DU 29 SEPTEMBRE 2023

N°2023/ 243

Rôle N° RG 19/17091 – N° Portalis DBVB-V-B7D-BFD7D

(+ RG19/17618 joint)

[W] [M]

C/

SAS GARRASSIN TRANSPORTS

Copie exécutoire délivrée

le : 29/09/2023

à :

Me Maxime DE MARGERIE, avocat au barreau de MARSEILLE

Me Sandrine OTT-RAYNAUD, avocat au barreau de TOULON

Décision déférée à la Cour :

Jugement du Conseil de Prud’hommes – Formation paritaire de TOULON en date du 09 Septembre 2019 enregistré(e) au répertoire général sous le n° 18/00013.

APPELANT

Monsieur [W] [M], demeurant [Adresse 1]

représenté par Me Sandrine OTT-RAYNAUD, avocat au barreau de TOULON substitué pour plaidoirie par Me Marion ROURE, avocat au barreau de TOULON

INTIMEE

SAS GARRASSIN TRANSPORTS sise [Adresse 2]

représentée par Me Maxime DE MARGERIE, avocat au barreau de MARSEILLE

*-*-*-*-*

COMPOSITION DE LA COUR

En application des dispositions des articles 804 et 805 du code de procédure civile, l’affaire a été débattue le 27 Juin 2023 en audience publique, les avocats ne s’y étant pas opposés, devant M. Philippe SILVAN , Président de chambre chargé du rapport et Madame Estelle de REVEL, Conseiller.

M. Philippe SILVAN, Président de chambre, a fait un rapport oral à l’audience, avant les plaidoiries.

Ces magistrats ont rendu compte des plaidoiries dans le délibéré de la cour, composée de :

M. Philippe SILVAN, Président de chambre

Madame Dominique PODEVIN, Présidente de chambre

Madame Estelle de REVEL, Conseiller

Greffier lors des débats : Mme Suzie BRETER.

Les parties ont été avisées que le prononcé de la décision aurait lieu par mise à disposition au greffe le 29 Septembre 2023.

ARRÊT

contradictoire,

Prononcé par mise à disposition au greffe le 29 Septembre 2023.

Signé par M. Philippe SILVAN, Président de chambre et Mme Suzie BRETER, greffier auquel la minute de la décision a été remise par le magistrat signataire.

Selon contrat à durée indéterminée du 1er avril 2010, M.[M] a été recruté par la SAS Garrassin Transports en qualité de chauffeur poids-lourd. Le 8 janvier 2017, il a fait l’objet d’une mise à pied conservatoire et a été convoqué à un entretien préalable en vue de son éventuel licenciement. Il a été licencié pour faute grave le 23 juin 2017.

Le 12 janvier 2018, M. [M] a saisi le conseil de prud’hommes de Toulon d’une contestation de son licenciement.

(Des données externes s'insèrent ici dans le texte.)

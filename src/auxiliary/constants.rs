//! Physical constants and named default tolerances.

/// The Bohr radius in Ångström (CODATA 2018).
pub const BOHR: f64 = 0.529177210903;

/// The Hartree energy in electronvolt (CODATA 2018).
pub const HARTREE_EV: f64 = 27.211386245988;

/// The free-electron kinetic prefactor $`\hbar^2/2m_\mathrm{e}`$ in
/// eV Å², so that a plane wave with wavevector $`q`$ in Å⁻¹ has kinetic
/// energy `KINETIC_PREFACTOR * q²` in eV.
pub const KINETIC_PREFACTOR: f64 = HARTREE_EV * BOHR * BOHR / 2.0;

/// Default energy threshold in eV below which two bands are considered
/// degenerate.
pub const DEFAULT_DEGEN_THRESH: f64 = 1e-8;

/// Default maximum deviation from unitarity of a subspace-restricted symmetry
/// matrix above which a warning is emitted.
pub const DEFAULT_UNITARITY_WARN_THRESH: f64 = 1e-5;

/// Default maximum deviation from unitarity of a subspace-restricted symmetry
/// matrix above which the analysis of the offending k-point is aborted.
pub const DEFAULT_UNITARITY_ERROR_THRESH: f64 = 1e-3;

/// Default gap in the sorted sequence of symmetry eigenvalues above which a
/// new eigenvalue cluster is started.
pub const DEFAULT_CLUSTER_THRESH: f64 = 0.01;

/// Default tolerance on irrep multiplicities: a computed multiplicity must lie
/// within this distance of a non-negative integer for an assignment to be
/// accepted.
pub const DEFAULT_MULTIPLICITY_THRESH: f64 = 1e-2;

/// Default tolerance when checking that a fractional vector is a
/// reciprocal-lattice (integer) vector.
pub const DEFAULT_INTEGER_THRESH: f64 = 1e-5;

/// Default distance in Å⁻¹ between consecutive k-points above which the
/// cumulative k-path coordinate treats the path as broken.
pub const DEFAULT_KPATH_BREAK_THRESH: f64 = 0.1;
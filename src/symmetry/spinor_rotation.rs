//! SU(2) spin rotations associated with spatial symmetry operations.

use anyhow::{self, format_err};
use lazy_static::lazy_static;
use nalgebra::{Matrix2, Matrix3, Rotation3, Vector3};
use num_complex::Complex;

#[cfg(test)]
#[path = "spinor_rotation_tests.rs"]
mod spinor_rotation_tests;

lazy_static! {
    /// The time-reversal spin factor $`-\mathrm{i}\sigma_y`$.
    pub(crate) static ref MINUS_I_SIGMA_Y: Matrix2<Complex<f64>> = Matrix2::new(
        Complex::new(0.0, 0.0),
        Complex::new(-1.0, 0.0),
        Complex::new(1.0, 0.0),
        Complex::new(0.0, 0.0),
    );
}

/// Returns the SU(2) matrix of the rotation by `angle` about the unit vector
/// `axis`:
///
/// ```math
///     \mathbf{S}(\phi, \hat{\mathbf{n}})
///     = \cos\tfrac{\phi}{2}\, \mathbf{I}
///     - \mathrm{i} \sin\tfrac{\phi}{2}\, \hat{\mathbf{n}} \cdot
///       \boldsymbol{\sigma}.
/// ```
///
/// A positive `angle` is an anticlockwise rotation when looking down `axis`.
pub fn su2_from_angle_axis(angle: f64, axis: &Vector3<f64>) -> Matrix2<Complex<f64>> {
    let n = axis.normalize();
    let c = (angle / 2.0).cos();
    let s = (angle / 2.0).sin();
    Matrix2::new(
        Complex::new(c, -s * n.z),
        Complex::new(-s * n.y, -s * n.x),
        Complex::new(s * n.y, -s * n.x),
        Complex::new(c, s * n.z),
    )
}

/// Returns the SU(2) spin rotation induced by a Cartesian point-group
/// operation. Improper operations act on spin through their proper part
/// only, since spatial inversion leaves spin invariant.
///
/// The result carries the usual double-valuedness of SU(2): `spin_rotation`
/// fixes one of the two signs by taking the rotation angle in $`[0, \pi]`$.
/// Reference character tables for double groups must follow the same
/// convention, or explicit spin matrices must be supplied with the symmetry
/// operations.
pub fn spin_rotation(cartesian_rotation: &Matrix3<f64>) -> Result<Matrix2<Complex<f64>>, anyhow::Error> {
    let det = cartesian_rotation.determinant();
    if !(0.5..2.0).contains(&det.abs()) {
        return Err(format_err!(
            "The Cartesian rotation has determinant {det:.6}, which is not ±1."
        ));
    }
    let proper = cartesian_rotation * det.signum();
    let rotation = Rotation3::from_matrix(&proper);
    match rotation.axis_angle() {
        Some((axis, angle)) => Ok(su2_from_angle_axis(angle, &axis.into_inner())),
        None => Ok(Matrix2::identity()),
    }
}
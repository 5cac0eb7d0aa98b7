use approx::assert_relative_eq;
use nalgebra::Matrix3;

use crate::auxiliary::template_systems::{
    cubic_lattice, inversion_space_group, seven_g_cutoff, spinor_inversion_kpoint,
};
use crate::drivers::band_analysis::{BandAnalysisDriver, BandAnalysisParams};
use crate::drivers::BandSymDriver;
use crate::interfaces::{GvectorRecord, InMemorySource, RawKpoint, WavefunctionHeader};
use crate::symmetry::SpaceGroup;

/// An in-memory source carrying the spinor toy system: one inversion-odd
/// Kramers pair below one even pair at Γ, stored in the canonical
/// (count-implied) column order.
fn spinor_toy_source() -> InMemorySource {
    let template = spinor_inversion_kpoint();
    let header = WavefunctionHeader {
        nkpoints: 1,
        nbands: 4,
        ecut: seven_g_cutoff(),
        spinor: true,
        efermi: Some(0.0),
        lattice: cubic_lattice(),
    };
    let raw = RawKpoint {
        kpt: *template.kpt(),
        energies: template.energies().clone(),
        coefficients: template.coefficients().clone(),
        gvectors: GvectorRecord::Count(14),
    };
    InMemorySource::new(header, vec![raw]).unwrap()
}

#[test]
fn test_drivers_band_analysis_end_to_end() {
    let _ = env_logger::builder().is_test(true).try_init();
    let params = BandAnalysisParams::builder()
        .kpnames(Some(vec!["GM".to_string()]))
        .build()
        .unwrap();
    let mut driver = BandAnalysisDriver::builder()
        .parameters(params)
        .source(spinor_toy_source())
        .space_group(inversion_space_group(true))
        .build()
        .unwrap();

    assert!(driver.result().is_err());
    driver.run().unwrap();

    let analysis = driver.result().unwrap().analysis();
    assert_eq!(analysis.num_bandinvs, Some(2));
    assert_eq!(analysis.num_kramers_pairs, Some(1));
    assert_eq!(analysis.z2, Some(1));
    assert_eq!(analysis.z4, Some(1));
    assert_relative_eq!(analysis.gap_direct.unwrap(), 2.0, epsilon = 1e-12);

    let bs = driver.band_structure().unwrap();
    assert_eq!(bs.kpoints().len(), 1);
    assert_eq!(bs.kpoints()[0].num_bands(), 4);
}

#[test]
fn test_drivers_band_analysis_band_window() {
    // Restricting the window to the odd Kramers pair: the first band above
    // the window is the even pair at +1 eV.
    let params = BandAnalysisParams::builder()
        .ib_end(Some(2))
        .build()
        .unwrap();
    let mut driver = BandAnalysisDriver::builder()
        .parameters(params)
        .source(spinor_toy_source())
        .space_group(inversion_space_group(true))
        .build()
        .unwrap();
    driver.run().unwrap();

    let analysis = driver.result().unwrap().analysis();
    assert_eq!(analysis.num_bandinvs, Some(2));
    assert_eq!(analysis.num_kramers_pairs, Some(1));
    assert_relative_eq!(analysis.gap_direct.unwrap(), 2.0, epsilon = 1e-12);
    assert_eq!(analysis.kpoints[0].subspaces.len(), 1);
}

#[test]
fn test_drivers_band_analysis_spinor_mismatch_is_fatal() {
    let mut driver = BandAnalysisDriver::builder()
        .parameters(BandAnalysisParams::default())
        .source(spinor_toy_source())
        .space_group(inversion_space_group(false))
        .build()
        .unwrap();
    let err = driver.run().err().expect("Spinor flags disagree.");
    assert!(err.to_string().contains("spinor"));
}

#[test]
fn test_drivers_band_analysis_lattice_mismatch_is_fatal() {
    let group = SpaceGroup::builder()
        .lattice(Matrix3::identity() * 2.0)
        .operations(inversion_space_group(true).operations())
        .spinor(true)
        .build()
        .unwrap();
    let mut driver = BandAnalysisDriver::builder()
        .parameters(BandAnalysisParams::default())
        .source(spinor_toy_source())
        .space_group(group)
        .build()
        .unwrap();
    let err = driver.run().err().expect("Lattices disagree.");
    assert!(err.to_string().contains("lattice"));
}

#[test]
fn test_drivers_band_analysis_invalid_window_is_fatal() {
    let params = BandAnalysisParams::builder()
        .ib_start(Some(3))
        .ib_end(Some(2))
        .build()
        .unwrap();
    let mut driver = BandAnalysisDriver::builder()
        .parameters(params)
        .source(spinor_toy_source())
        .space_group(inversion_space_group(true))
        .build()
        .unwrap();
    assert!(driver.run().is_err());
}

#[test]
fn test_drivers_band_analysis_params_yaml_defaults() {
    let params: BandAnalysisParams = serde_yaml::from_str("{}").unwrap();
    assert!(params.ecut.is_none());
    assert!(params.kpnames.is_none());
    assert_relative_eq!(
        params.thresholds.degen,
        crate::auxiliary::constants::DEFAULT_DEGEN_THRESH,
        epsilon = 1e-20
    );
}
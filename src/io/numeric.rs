//! Numeric reader from binary wavefunction dumps.

use std::fs::File;
use std::io::{BufRead, BufReader};
use std::marker::PhantomData;
use std::path::Path;

use anyhow::{self, format_err};
use byteorder::{BigEndian, ByteOrder, LittleEndian};
use ndarray::Array1;
use num_complex::Complex;

#[cfg(test)]
#[path = "numeric_tests.rs"]
mod numeric_tests;

/// Iterable structure for reading numeric binary files.
pub(crate) struct NumericReader<R: BufRead, B: ByteOrder, T> {
    /// The inner file reader.
    inner: R,

    /// The byte order of the numeric values to be read.
    byte_order: PhantomData<B>,

    /// The type of the numeric values to be read.
    numeric_type: PhantomData<T>,
}

impl<R: BufRead, B: ByteOrder, T> NumericReader<R, B, T> {
    /// Constructs a new numeric binary reader wrapping around a standard file
    /// reader.
    fn new(inner: R) -> Self {
        Self {
            inner,
            byte_order: PhantomData,
            numeric_type: PhantomData,
        }
    }
}

impl<B: ByteOrder, T> NumericReader<BufReader<File>, B, T> {
    /// Constructs a new numeric binary reader over a buffered file reader from
    /// a filename.
    pub(crate) fn from_file<P: AsRef<Path>>(filename: P) -> Result<Self, anyhow::Error> {
        let f = File::open(&filename)?;
        Ok(Self::new(BufReader::new(f)))
    }
}

macro_rules! impl_iterator_numeric_reader {
    ($($t:ty),+) => {$(
        impl<R: BufRead> Iterator for NumericReader<R, LittleEndian, $t> {
            type Item = $t;

            fn next(&mut self) -> Option<Self::Item> {
                let mut buff = [0_u8; std::mem::size_of::<$t>()];
                self.inner.read_exact(&mut buff).ok()?;
                Some(<$t>::from_le_bytes(buff))
            }
        }

        impl<R: BufRead> Iterator for NumericReader<R, BigEndian, $t> {
            type Item = $t;

            fn next(&mut self) -> Option<Self::Item> {
                let mut buff = [0_u8; std::mem::size_of::<$t>()];
                self.inner.read_exact(&mut buff).ok()?;
                Some(<$t>::from_be_bytes(buff))
            }
        }

        impl<R: BufRead, B: ByteOrder> Iterator for NumericReader<R, B, Complex<$t>>
        where
            NumericReader<R, B, $t>: Iterator<Item = $t>,
        {
            type Item = Complex<$t>;

            fn next(&mut self) -> Option<Self::Item> {
                // Interleaved (re, im) pairs.
                let mut buff = [0_u8; std::mem::size_of::<$t>()];
                self.inner.read_exact(&mut buff).ok()?;
                let re = read_scalar::<B, $t>(&buff);
                self.inner.read_exact(&mut buff).ok()?;
                let im = read_scalar::<B, $t>(&buff);
                Some(Complex::<$t> { re, im })
            }
        }
    )+}
}

impl_iterator_numeric_reader!(f32, f64);

macro_rules! impl_iterator_numeric_reader_int {
    ($($t:ty),+) => {$(
        impl<R: BufRead> Iterator for NumericReader<R, LittleEndian, $t> {
            type Item = $t;

            fn next(&mut self) -> Option<Self::Item> {
                let mut buff = [0_u8; std::mem::size_of::<$t>()];
                self.inner.read_exact(&mut buff).ok()?;
                Some(<$t>::from_le_bytes(buff))
            }
        }

        impl<R: BufRead> Iterator for NumericReader<R, BigEndian, $t> {
            type Item = $t;

            fn next(&mut self) -> Option<Self::Item> {
                let mut buff = [0_u8; std::mem::size_of::<$t>()];
                self.inner.read_exact(&mut buff).ok()?;
                Some(<$t>::from_be_bytes(buff))
            }
        }
    )+}
}

impl_iterator_numeric_reader_int!(i32, i64);

/// Decodes one scalar of type `$t`-compatible width from a filled buffer with
/// the byte order `B`.
fn read_scalar<B: ByteOrder, T: ScalarFromBytes>(buff: &[u8]) -> T {
    T::from_bytes::<B>(buff)
}

/// Helper trait tying a scalar type to its `byteorder` decoding function.
trait ScalarFromBytes {
    fn from_bytes<B: ByteOrder>(buff: &[u8]) -> Self;
}

impl ScalarFromBytes for f32 {
    fn from_bytes<B: ByteOrder>(buff: &[u8]) -> Self {
        B::read_f32(buff)
    }
}

impl ScalarFromBytes for f64 {
    fn from_bytes<B: ByteOrder>(buff: &[u8]) -> Self {
        B::read_f64(buff)
    }
}

/// Reads exactly `n` little- or big-endian `f64` values from a binary file
/// into a one-dimensional array.
pub(crate) fn read_reals<B: ByteOrder, P: AsRef<Path>>(
    filename: P,
    n: usize,
) -> Result<Array1<f64>, anyhow::Error>
where
    NumericReader<BufReader<File>, B, f64>: Iterator<Item = f64>,
{
    let values = NumericReader::<_, B, f64>::from_file(&filename)?.collect::<Vec<_>>();
    if values.len() != n {
        return Err(format_err!(
            "File `{}` contains {} real values but {} were expected.",
            filename.as_ref().display(),
            values.len(),
            n
        ));
    }
    Ok(Array1::from_vec(values))
}

/// Reads exactly `n` complex values (interleaved real and imaginary parts)
/// from a binary file.
pub(crate) fn read_complexes<B: ByteOrder, P: AsRef<Path>>(
    filename: P,
    n: usize,
) -> Result<Vec<Complex<f64>>, anyhow::Error>
where
    NumericReader<BufReader<File>, B, Complex<f64>>: Iterator<Item = Complex<f64>>,
{
    let values = NumericReader::<_, B, Complex<f64>>::from_file(&filename)?.collect::<Vec<_>>();
    if values.len() != n {
        return Err(format_err!(
            "File `{}` contains {} complex values but {} were expected.",
            filename.as_ref().display(),
            values.len(),
            n
        ));
    }
    Ok(values)
}

/// Reads all `i32` triples from a binary file, as integer G-vector
/// components in the DFT code's native storage order.
pub(crate) fn read_triples<B: ByteOrder, P: AsRef<Path>>(
    filename: P,
) -> Result<Vec<[i32; 3]>, anyhow::Error>
where
    NumericReader<BufReader<File>, B, i32>: Iterator<Item = i32>,
{
    let values = NumericReader::<_, B, i32>::from_file(&filename)?.collect::<Vec<_>>();
    if values.len() % 3 != 0 {
        return Err(format_err!(
            "File `{}` contains {} integers, which is not a whole number of triples.",
            filename.as_ref().display(),
            values.len()
        ));
    }
    Ok(values.chunks_exact(3).map(|c| [c[0], c[1], c[2]]).collect())
}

Par jugement du 9 septembre 2019, le conseil de prud’hommes de Toulon a :

– requalifié le licenciement de M. [M] en licenciement pour cause réelle et sérieuse,

– condamné la SAS Garrassin Transports à payer à M.[M] les sommes suivantes :

– 6 503,41 euros au titre du préavis,

– 650,34 euros au titre des congés payés sur préavis,

– 4 701,95 euros au titre de l’indemnité de licenciement,

– 1 927,08 euros au titre de la mise à pied,

– 192,70 euros au titre des congés payés sur la mise à pied,

– 800 euros au titre des dispositions de l’article 700 du code de procédure civile.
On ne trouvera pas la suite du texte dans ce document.